Dataset entries
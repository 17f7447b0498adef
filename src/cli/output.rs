//! Plain-text rendering of command results.

use std::io::Write;

use crate::error::Result;
use crate::parallel_index::LoadSummary;
use crate::query::QueryOutcome;
use crate::record::Record;
use crate::spelling::MatchResult;
use crate::storage::StoreStats;

/// Write the rows of a word search.
pub fn write_word_rows<W: Write>(out: &mut W, query: &str, outcome: &QueryOutcome) -> Result<()> {
    if let (Some(word), Some(ratio)) = (&outcome.resolved_word, outcome.similarity) {
        if word != query {
            writeln!(out, "Showing results for '{word}' (similarity {ratio:.3})")?;
        }
    }

    if outcome.rows.is_empty() {
        writeln!(out, "No documents contain '{query}'")?;
        return Ok(());
    }

    let width = outcome
        .rows
        .iter()
        .map(|r| r.document_id.as_str().len())
        .max()
        .unwrap_or(0)
        .max("DOCUMENT".len());
    writeln!(out, "{:<width$}  {:>8}  WORD", "DOCUMENT", "COUNT")?;
    for record in &outcome.rows {
        writeln!(
            out,
            "{:<width$}  {:>8}  {}",
            record.document_id, record.count, record.word
        )?;
    }
    Ok(())
}

/// Write the rows of a document listing.
pub fn write_document_rows<W: Write>(out: &mut W, document_id: &str, rows: &[Record]) -> Result<()> {
    if rows.is_empty() {
        writeln!(out, "No words recorded for document {document_id}")?;
        return Ok(());
    }

    let width = rows
        .iter()
        .map(|r| r.word.len())
        .max()
        .unwrap_or(0)
        .max("WORD".len());
    writeln!(out, "{:<width$}  {:>8}", "WORD", "COUNT")?;
    for record in rows {
        writeln!(out, "{:<width$}  {:>8}", record.word, record.count)?;
    }
    Ok(())
}

/// Write spelling suggestions.
pub fn write_matches<W: Write>(out: &mut W, word: &str, matches: &[MatchResult<String>]) -> Result<()> {
    if matches.is_empty() {
        writeln!(out, "No close matches for '{word}'")?;
        return Ok(());
    }
    for m in matches {
        writeln!(out, "{:.3}  {}", m.ratio, m.word)?;
    }
    Ok(())
}

/// Write the outcome of a load.
pub fn write_load_summary<W: Write>(out: &mut W, summary: &LoadSummary, verbosity: u8) -> Result<()> {
    writeln!(
        out,
        "Loaded {} documents ({} records) in {:.2}s",
        summary.documents_loaded,
        summary.records_inserted,
        summary.elapsed.as_secs_f64()
    )?;

    if !summary.failures.is_empty() {
        writeln!(out, "{} documents failed", summary.failures.len())?;
        if verbosity > 0 {
            for failure in &summary.failures {
                writeln!(out, "  {}: {}", failure.path.display(), failure.error)?;
            }
        }
    }
    Ok(())
}

/// Write store statistics.
pub fn write_stats<W: Write>(out: &mut W, stats: &StoreStats) -> Result<()> {
    writeln!(out, "Documents:      {}", stats.documents)?;
    writeln!(out, "Distinct words: {}", stats.distinct_words)?;
    writeln!(out, "Records:        {}", stats.records)?;
    Ok(())
}
//! Letter-scan tokenizer implementation.
//!
//! The scan looks at one byte at a time. ASCII letters are lowercased and
//! appended to a buffer; any other byte (digits, punctuation, whitespace,
//! every byte of a multi-byte UTF-8 sequence) closes the buffer and emits it
//! as a token if it is non-empty. A buffer still open at the end of input is
//! flushed as the final token.
//!
//! Because only ASCII letters are kept, the scan works directly on bytes and
//! never needs the input to be valid UTF-8. Non-ASCII letters are dropped.

use std::io::{self, BufRead};

use super::Tokenizer;
use crate::analysis::token::{ReaderTokenStream, Token, TokenStream};

/// Scan state shared by the chunk and reader streams.
#[derive(Debug, Default)]
struct Scanner {
    buffer: String,
    position: usize,
}

impl Scanner {
    /// Feed one byte. Returns `true` when the byte closed a non-empty word.
    #[inline]
    fn feed(&mut self, byte: u8) -> bool {
        if byte.is_ascii_alphabetic() {
            self.buffer.push(char::from(byte.to_ascii_lowercase()));
            false
        } else {
            !self.buffer.is_empty()
        }
    }

    fn take(&mut self) -> Token {
        let token = Token::new(std::mem::take(&mut self.buffer), self.position);
        self.position += 1;
        token
    }

    fn flush(&mut self) -> Option<Token> {
        if self.buffer.is_empty() {
            None
        } else {
            Some(self.take())
        }
    }
}

/// Pull-based token stream over a sequence of text chunks.
///
/// The word buffer persists across chunk boundaries, so splitting the input
/// at arbitrary points never splits a word.
pub struct LetterTokens<I: Iterator> {
    chunks: I,
    current: Option<I::Item>,
    offset: usize,
    scanner: Scanner,
    exhausted: bool,
}

impl<I: Iterator> LetterTokens<I>
where
    I::Item: AsRef<[u8]>,
{
    /// Create a stream over the given chunks.
    pub fn new<C: IntoIterator<IntoIter = I>>(chunks: C) -> Self {
        LetterTokens {
            chunks: chunks.into_iter(),
            current: None,
            offset: 0,
            scanner: Scanner::default(),
            exhausted: false,
        }
    }
}

impl<I: Iterator> Iterator for LetterTokens<I>
where
    I::Item: AsRef<[u8]>,
{
    type Item = Token;

    fn next(&mut self) -> Option<Token> {
        loop {
            if let Some(chunk) = self.current.as_ref() {
                let bytes = chunk.as_ref();
                let mut closed = false;
                while self.offset < bytes.len() {
                    let byte = bytes[self.offset];
                    self.offset += 1;
                    if self.scanner.feed(byte) {
                        closed = true;
                        break;
                    }
                }
                if closed {
                    return Some(self.scanner.take());
                }
                self.current = None;
            }

            if self.exhausted {
                return None;
            }

            match self.chunks.next() {
                Some(chunk) => {
                    self.current = Some(chunk);
                    self.offset = 0;
                }
                None => {
                    self.exhausted = true;
                    return self.scanner.flush();
                }
            }
        }
    }
}

/// Pull-based token stream reading from a [`BufRead`] source.
///
/// Memory use is bounded by the reader's buffer plus the longest word.
/// The first read error is yielded once and ends the stream.
pub struct ReaderTokens<R> {
    reader: R,
    scanner: Scanner,
    done: bool,
}

impl<R: BufRead> ReaderTokens<R> {
    /// Create a stream over the given reader.
    pub fn new(reader: R) -> Self {
        ReaderTokens {
            reader,
            scanner: Scanner::default(),
            done: false,
        }
    }
}

impl<R: BufRead> Iterator for ReaderTokens<R> {
    type Item = io::Result<Token>;

    fn next(&mut self) -> Option<Self::Item> {
        if self.done {
            return None;
        }

        loop {
            let available = match self.reader.fill_buf() {
                Ok(available) => available,
                Err(e) if e.kind() == io::ErrorKind::Interrupted => continue,
                Err(e) => {
                    self.done = true;
                    return Some(Err(e));
                }
            };

            if available.is_empty() {
                self.done = true;
                return self.scanner.flush().map(Ok);
            }

            let mut consumed = 0;
            let mut closed = false;
            for &byte in available {
                consumed += 1;
                if self.scanner.feed(byte) {
                    closed = true;
                    break;
                }
            }
            self.reader.consume(consumed);

            if closed {
                return Some(Ok(self.scanner.take()));
            }
        }
    }
}

/// A tokenizer that keeps runs of ASCII letters, lowercased.
#[derive(Clone, Debug, Default)]
pub struct LetterTokenizer;

impl LetterTokenizer {
    /// Create a new letter tokenizer.
    pub fn new() -> Self {
        LetterTokenizer
    }

    /// Tokenize a sequence of chunks (lines, buffers, ...) as one text.
    pub fn tokenize_chunks<C>(&self, chunks: C) -> LetterTokens<C::IntoIter>
    where
        C: IntoIterator,
        C::Item: AsRef<[u8]>,
    {
        LetterTokens::new(chunks)
    }
}

impl Tokenizer for LetterTokenizer {
    fn tokenize<'a>(&self, text: &'a str) -> TokenStream<'a> {
        Box::new(LetterTokens::new(std::iter::once(text.as_bytes())))
    }

    fn tokenize_reader<'a>(&self, reader: Box<dyn BufRead + 'a>) -> ReaderTokenStream<'a> {
        Box::new(ReaderTokens::new(reader))
    }

    fn name(&self) -> &'static str {
        "letter"
    }
}

#[cfg(test)]
mod tests {
    use std::io::{BufReader, Cursor, Read};

    use rand::Rng;

    use super::*;

    fn words(text: &str) -> Vec<String> {
        LetterTokenizer::new().tokenize(text).map(|t| t.text).collect()
    }

    #[test]
    fn test_letter_tokenizer() {
        assert_eq!(
            words("The cat sat on the CAT's mat."),
            vec!["the", "cat", "sat", "on", "the", "cat", "s", "mat"]
        );
    }

    #[test]
    fn test_positions_are_sequential() {
        let tokens: Vec<Token> = LetterTokenizer::new().tokenize("a1b2c").collect();
        let positions: Vec<usize> = tokens.iter().map(|t| t.position).collect();
        assert_eq!(positions, vec![0, 1, 2]);
    }

    #[test]
    fn test_empty_and_separator_only_input() {
        assert!(words("").is_empty());
        assert!(words("  12,.;\n\t--").is_empty());
    }

    #[test]
    fn test_final_buffer_is_flushed() {
        assert_eq!(words("trailing word"), vec!["trailing", "word"]);
    }

    #[test]
    fn test_digits_and_non_ascii_are_separators() {
        assert_eq!(words("abc123def"), vec!["abc", "def"]);
        assert_eq!(words("café naïve"), vec!["caf", "na", "ve"]);
    }

    #[test]
    fn test_words_span_chunk_boundaries() {
        let tokens: Vec<String> = LetterTokenizer::new()
            .tokenize_chunks(["hel", "lo wo", "", "rld\n", "again"])
            .map(|t| t.text)
            .collect();
        assert_eq!(tokens, vec!["hello", "world", "again"]);
    }

    #[test]
    fn test_lines_keep_newline_boundaries() {
        let tokens: Vec<String> = LetterTokenizer::new()
            .tokenize_chunks(["first\n", "second\n"])
            .map(|t| t.text)
            .collect();
        assert_eq!(tokens, vec!["first", "second"]);
    }

    #[test]
    fn test_reader_with_tiny_buffer() {
        let text = "Alpha beta, GAMMA-delta\nepsilon";
        let reader = BufReader::with_capacity(3, Cursor::new(text.as_bytes()));
        let tokens: Vec<String> = ReaderTokens::new(reader)
            .map(|t| t.unwrap().text)
            .collect();
        assert_eq!(tokens, vec!["alpha", "beta", "gamma", "delta", "epsilon"]);
    }

    #[test]
    fn test_reader_accepts_invalid_utf8() {
        let bytes: &[u8] = b"ok\xff\xfeyes";
        let tokens: Vec<String> = ReaderTokens::new(Cursor::new(bytes))
            .map(|t| t.unwrap().text)
            .collect();
        assert_eq!(tokens, vec!["ok", "yes"]);
    }

    struct FailingReader;

    impl Read for FailingReader {
        fn read(&mut self, _buf: &mut [u8]) -> io::Result<usize> {
            Err(io::Error::other("disk gone"))
        }
    }

    #[test]
    fn test_reader_error_ends_stream() {
        let mut tokens = ReaderTokens::new(BufReader::new(FailingReader));
        assert!(tokens.next().unwrap().is_err());
        assert!(tokens.next().is_none());
    }

    #[test]
    fn test_random_text_yields_lowercase_letters_only() {
        let mut rng = rand::rng();
        let alphabet: Vec<char> = "aBc Z9_'\n-é.xY".chars().collect();

        for _ in 0..200 {
            let len = rng.random_range(0..64);
            let text: String = (0..len)
                .map(|_| alphabet[rng.random_range(0..alphabet.len())])
                .collect();

            let first = words(&text);
            assert!(
                first
                    .iter()
                    .all(|w| !w.is_empty() && w.bytes().all(|b| b.is_ascii_lowercase()))
            );
            // Re-tokenizing gives the same sequence.
            assert_eq!(first, words(&text));

            let split = rng.random_range(0..=text.len());
            if text.is_char_boundary(split) {
                let (left, right) = text.split_at(split);
                let chunked: Vec<String> = LetterTokenizer::new()
                    .tokenize_chunks([left, right])
                    .map(|t| t.text)
                    .collect();
                assert_eq!(first, chunked);
            }
        }
    }

    #[test]
    fn test_tokenizer_name() {
        assert_eq!(LetterTokenizer::new().name(), "letter");
    }
}
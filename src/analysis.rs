//! Text analysis module for gutensearch.
//!
//! This module turns raw document text into a stream of normalized word
//! tokens. Tokens contain only the lowercase ASCII letters `a`-`z`; every
//! other byte acts as a separator.

pub mod token;
pub mod tokenizer;
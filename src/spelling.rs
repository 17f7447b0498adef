//! Approximate word matching for gutensearch.
//!
//! Misspelled or partial query words are resolved against the corpus of
//! distinct indexed words by block-matching similarity. The module provides
//! the similarity measure itself and the corpus-level matchers built on it.

pub mod matcher;
pub mod similarity;

pub use matcher::{MatchResult, close_matches, closest_match};
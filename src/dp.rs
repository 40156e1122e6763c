//! Decision by Davis-Putnam variable elimination.

use crate::errors::*;
use crate::parser::{self, Dimacs};
use crate::{Lit, Var, Verdict};
use std::collections::BTreeSet;
use std::fs::File;
use std::io;

type LitSet = BTreeSet<Lit>;
type Cnf = Vec<LitSet>;

/// Decision by Davis-Putnam variable elimination: unit propagation,
/// a pure-literal pass, then replacing all clauses over the smallest
/// remaining variable by their cross-resolvents.
pub struct Solver {
    clauses: Cnf,
}

impl Solver {
    /// Read a formula in DIMACS format from a file.
    pub fn new_from_file(filename: &str) -> Result<Self> {
        let file = File::open(filename).chain_err(|| format!("could not open {}", filename))?;
        let mut reader = io::BufReader::new(file);
        Ok(Solver::new_from_dimacs(parser::parse_dimacs_from_buf_reader(
            &mut reader,
        )?))
    }

    /// Build a solver from a parsed DIMACS formula.
    pub fn new_from_dimacs(dimacs: Dimacs) -> Self {
        Solver {
            clauses: dimacs
                .clauses
                .into_iter()
                .map(|cl| cl.lits.into_iter().collect())
                .collect(),
        }
    }

    /// Decide satisfiability.
    pub fn solve(&self) -> Verdict {
        if davis_putnam(self.clauses.clone()) {
            Verdict::Sat
        } else {
            Verdict::Unsat
        }
    }
}

fn davis_putnam(mut cnf: Cnf) -> bool {
    if contains_empty_clause(&cnf) {
        return false;
    }
    if cnf.is_empty() {
        return true;
    }

    if !unit_propagate(&mut cnf) {
        return false;
    }
    eliminate_pure_literals(&mut cnf);
    if cnf.is_empty() {
        return true;
    }
    if contains_empty_clause(&cnf) {
        return false;
    }

    let var = match cnf
        .iter()
        .flat_map(|cl| cl.iter().map(|l| l.var()))
        .min()
    {
        Some(v) => v,
        None => return true,
    };
    davis_putnam(resolve_on_variable(&cnf, var))
}

fn contains_empty_clause(cnf: &Cnf) -> bool {
    cnf.iter().any(|cl| cl.is_empty())
}

fn remove_clauses_with_literal(cnf: &mut Cnf, lit: Lit) {
    cnf.retain(|cl| !cl.contains(&lit));
}

fn remove_literal_from_clauses(cnf: &mut Cnf, lit: Lit) {
    for cl in cnf.iter_mut() {
        cl.remove(&lit);
    }
}

/// Apply unit clauses until none remain; false if an empty clause
/// appears along the way.
fn unit_propagate(cnf: &mut Cnf) -> bool {
    loop {
        let unit = cnf
            .iter()
            .find(|cl| cl.len() == 1)
            .and_then(|cl| cl.iter().next().copied());
        match unit {
            Some(lit) => {
                remove_clauses_with_literal(cnf, lit);
                remove_literal_from_clauses(cnf, !lit);
            }
            None => break,
        }
    }
    !contains_empty_clause(cnf)
}

/// One pass over the literals seen in the formula, removing every
/// clause containing a literal whose negation never occurs. New pure
/// literals created by a removal wait for the next recursion step.
fn eliminate_pure_literals(cnf: &mut Cnf) {
    let mut occurring: BTreeSet<Lit> = BTreeSet::new();
    for cl in cnf.iter() {
        occurring.extend(cl.iter().copied());
    }
    for &lit in &occurring {
        if !occurring.contains(&!lit) {
            remove_clauses_with_literal(cnf, lit);
        }
    }
}

/// Replace every clause mentioning `var` by the cross-product of
/// resolvents on it.
fn resolve_on_variable(cnf: &Cnf, var: Var) -> Cnf {
    let pos_lit = Lit::new(var, true);
    let mut pos_clauses = vec![];
    let mut neg_clauses = vec![];
    let mut rest = vec![];
    for cl in cnf {
        if cl.contains(&pos_lit) {
            pos_clauses.push(cl);
        } else if cl.contains(&!pos_lit) {
            neg_clauses.push(cl);
        } else {
            rest.push(cl.clone());
        }
    }

    let mut resolvents = rest;
    for c1 in &pos_clauses {
        for c2 in &neg_clauses {
            let resolvent: LitSet = c1
                .iter()
                .filter(|&&l| l != pos_lit)
                .chain(c2.iter().filter(|&&l| l != !pos_lit))
                .copied()
                .collect();
            resolvents.push(resolvent);
        }
    }
    resolvents
}

#[cfg(test)]
mod tests {
    use super::*;

    fn cnf(raw: &[&[i32]]) -> Cnf {
        raw.iter()
            .map(|cl| cl.iter().map(|&l| Lit(l)).collect())
            .collect()
    }

    fn solver(raw: &[&[i32]]) -> Solver {
        Solver { clauses: cnf(raw) }
    }

    #[test]
    fn unit_propagation_simplifies() {
        let mut f = cnf(&[&[1], &[-1, 2], &[-2, 3]]);
        assert!(unit_propagate(&mut f));
        assert!(f.is_empty());
    }

    #[test]
    fn unit_propagation_detects_contradiction() {
        let mut f = cnf(&[&[1], &[-1]]);
        assert!(!unit_propagate(&mut f));
    }

    #[test]
    fn pure_literal_pass_is_one_shot() {
        // 3 is pure; removing its clause makes -2 pure, but that is
        // left for the next recursion step.
        let mut f = cnf(&[&[3, 2], &[-2, 1], &[-1, -2]]);
        eliminate_pure_literals(&mut f);
        assert_eq!(f, cnf(&[&[-2, 1], &[-1, -2]]));
    }

    #[test]
    fn cross_resolution_eliminates_the_variable() {
        let f = cnf(&[&[1, 2], &[1, 3], &[-1, 4], &[2, 4]]);
        let reduced = resolve_on_variable(&f, 0);
        assert_eq!(reduced, cnf(&[&[2, 4], &[2, 4], &[3, 4]]));
    }

    #[test]
    fn trivially_satisfiable() {
        assert_eq!(solver(&[&[1]]).solve(), Verdict::Sat);
        assert_eq!(solver(&[]).solve(), Verdict::Sat);
    }

    #[test]
    fn contradictory_units_are_unsat() {
        assert_eq!(solver(&[&[1], &[-1]]).solve(), Verdict::Unsat);
    }

    #[test]
    fn two_variable_contradiction_is_unsat() {
        let s = solver(&[&[1, 2], &[-1, 2], &[1, -2], &[-1, -2]]);
        assert_eq!(s.solve(), Verdict::Unsat);
    }

    #[test]
    fn satisfiable_after_elimination() {
        let s = solver(&[&[1, 2], &[-1, 3], &[-2, -3], &[2, 3]]);
        assert_eq!(s.solve(), Verdict::Sat);
    }

    #[test]
    fn empty_input_clause_is_unsat() {
        assert_eq!(solver(&[&[1], &[]]).solve(), Verdict::Unsat);
    }
}
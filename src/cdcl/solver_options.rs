/// Solver options.
#[derive(Clone, Copy, Debug)]
pub struct SolverOptions {
    /// Seed for the branching fallback RNG; `None` draws from entropy.
    pub seed: Option<u64>,
    /// The frequency counters are halved once the pick counter exceeds
    /// this many picks per variable.
    pub decay_interval_per_var: usize,
    /// Random fallback draws per variable before the heuristic gives up.
    pub fallback_draws_per_var: usize,
}

impl Default for SolverOptions {
    fn default() -> Self {
        SolverOptions {
            seed: None,
            decay_interval_per_var: 20,
            fallback_draws_per_var: 10,
        }
    }
}

impl SolverOptions {
    /// Options with a fixed RNG seed, for reproducible runs.
    pub fn with_seed(seed: u64) -> Self {
        SolverOptions {
            seed: Some(seed),
            ..Default::default()
        }
    }
}
//! Decision by saturation under pairwise resolution.

use crate::errors::*;
use crate::parser::{self, Dimacs};
use crate::{Lit, Verdict};
use rayon::prelude::*;
use std::collections::BTreeSet;
use std::fs::File;
use std::io;

type LitSet = BTreeSet<Lit>;

/// Decision by resolution closure: saturate the clause set under
/// pairwise resolution until either the empty clause appears (UNSAT)
/// or a round adds nothing new (SAT).
pub struct Solver {
    clauses: BTreeSet<LitSet>,
}

impl Solver {
    /// Read a formula in DIMACS format from a file.
    pub fn new_from_file(filename: &str) -> Result<Self> {
        let file = File::open(filename).chain_err(|| format!("could not open {}", filename))?;
        let mut reader = io::BufReader::new(file);
        Ok(Solver::new_from_dimacs(parser::parse_dimacs_from_buf_reader(
            &mut reader,
        )?))
    }

    /// Build a solver from a parsed DIMACS formula.
    pub fn new_from_dimacs(dimacs: Dimacs) -> Self {
        Solver {
            clauses: dimacs
                .clauses
                .into_iter()
                .map(|cl| cl.lits.into_iter().collect())
                .collect(),
        }
    }

    /// Returns the number of distinct input clauses.
    pub fn n_clauses(&self) -> usize {
        self.clauses.len()
    }

    /// Run the closure. With `parallel` set, each round's pair scan is
    /// distributed over a thread pool; the verdict does not depend on
    /// the choice.
    pub fn solve(&self, parallel: bool) -> Verdict {
        let mut clauses = self.clauses.clone();
        if clauses.iter().any(|cl| cl.is_empty()) {
            return Verdict::Unsat;
        }
        loop {
            let all: Vec<&LitSet> = clauses.iter().collect();
            let resolvents = round(&all, parallel);
            if resolvents.iter().any(|cl| cl.is_empty()) {
                return Verdict::Unsat;
            }
            let before = clauses.len();
            clauses.extend(resolvents);
            if clauses.len() == before {
                return Verdict::Sat;
            }
        }
    }
}

fn round(all: &[&LitSet], parallel: bool) -> Vec<LitSet> {
    if parallel {
        all.par_iter()
            .enumerate()
            .flat_map_iter(|(i, c1)| {
                all[i + 1..]
                    .iter()
                    .filter_map(|c2| resolve_pair(c1, c2))
                    .collect::<Vec<_>>()
            })
            .collect()
    } else {
        let mut out = vec![];
        for (i, c1) in all.iter().enumerate() {
            for c2 in &all[i + 1..] {
                if let Some(r) = resolve_pair(c1, c2) {
                    out.push(r);
                }
            }
        }
        out
    }
}

/// Resolve two clauses on the first complementary literal pair, if any.
/// Tautological resolvents are discarded.
fn resolve_pair(c1: &LitSet, c2: &LitSet) -> Option<LitSet> {
    let &pivot = c1.iter().find(|&&lit| c2.contains(&!lit))?;
    let resolvent: LitSet = c1
        .iter()
        .filter(|&&l| l != pivot)
        .chain(c2.iter().filter(|&&l| l != !pivot))
        .copied()
        .collect();
    if resolvent.iter().any(|&l| resolvent.contains(&!l)) {
        return None;
    }
    Some(resolvent)
}

#[cfg(test)]
mod tests {
    use super::*;

    fn solver(raw: &[&[i32]]) -> Solver {
        Solver {
            clauses: raw
                .iter()
                .map(|cl| cl.iter().map(|&l| Lit(l)).collect())
                .collect(),
        }
    }

    fn set(raw: &[i32]) -> LitSet {
        raw.iter().map(|&l| Lit(l)).collect()
    }

    #[test]
    fn resolves_on_first_complementary_pair() {
        let r = resolve_pair(&set(&[1, 2]), &set(&[-1, 3])).unwrap();
        assert_eq!(r, set(&[2, 3]));
    }

    #[test]
    fn no_resolvent_without_complementary_pair() {
        assert!(resolve_pair(&set(&[1, 2]), &set(&[2, 3])).is_none());
    }

    #[test]
    fn tautological_resolvent_is_discarded() {
        // Resolving on 1 leaves both 2 and -2.
        assert!(resolve_pair(&set(&[1, 2]), &set(&[-1, -2])).is_none());
    }

    #[test]
    fn unit_contradiction_derives_the_empty_clause() {
        let s = solver(&[&[1], &[-1]]);
        assert_eq!(s.solve(false), Verdict::Unsat);
    }

    #[test]
    fn satisfiable_formula_saturates() {
        let s = solver(&[&[1, 2], &[-1, 3], &[-2, -3]]);
        assert_eq!(s.solve(false), Verdict::Sat);
    }

    #[test]
    fn chained_implications_to_a_contradiction() {
        let s = solver(&[&[1], &[-1, 2], &[-2, 3], &[-3]]);
        assert_eq!(s.solve(false), Verdict::Unsat);
    }

    #[test]
    fn parallel_scan_agrees_with_sequential() {
        let formulas: &[&[&[i32]]] = &[
            &[&[1], &[-1]],
            &[&[1, 2], &[-1, 3], &[-2, -3]],
            &[&[1, 2], &[-1, 2], &[1, -2], &[-1, -2]],
        ];
        for raw in formulas {
            let s = solver(raw);
            assert_eq!(s.solve(false), s.solve(true));
        }
    }

    #[test]
    fn empty_input_clause_is_unsat() {
        let s = solver(&[&[1, 2], &[]]);
        assert_eq!(s.solve(false), Verdict::Unsat);
    }
}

### TASK DIRECTIONS
Pull every line containing "offset" out of the entries.

### COMPLETED EXERCISE
    offset: usize,
            offset: 0,
                while self.offset < bytes.len() {
                    let byte = bytes[self.offset];
                    self.offset += 1;
                    self.offset = 0;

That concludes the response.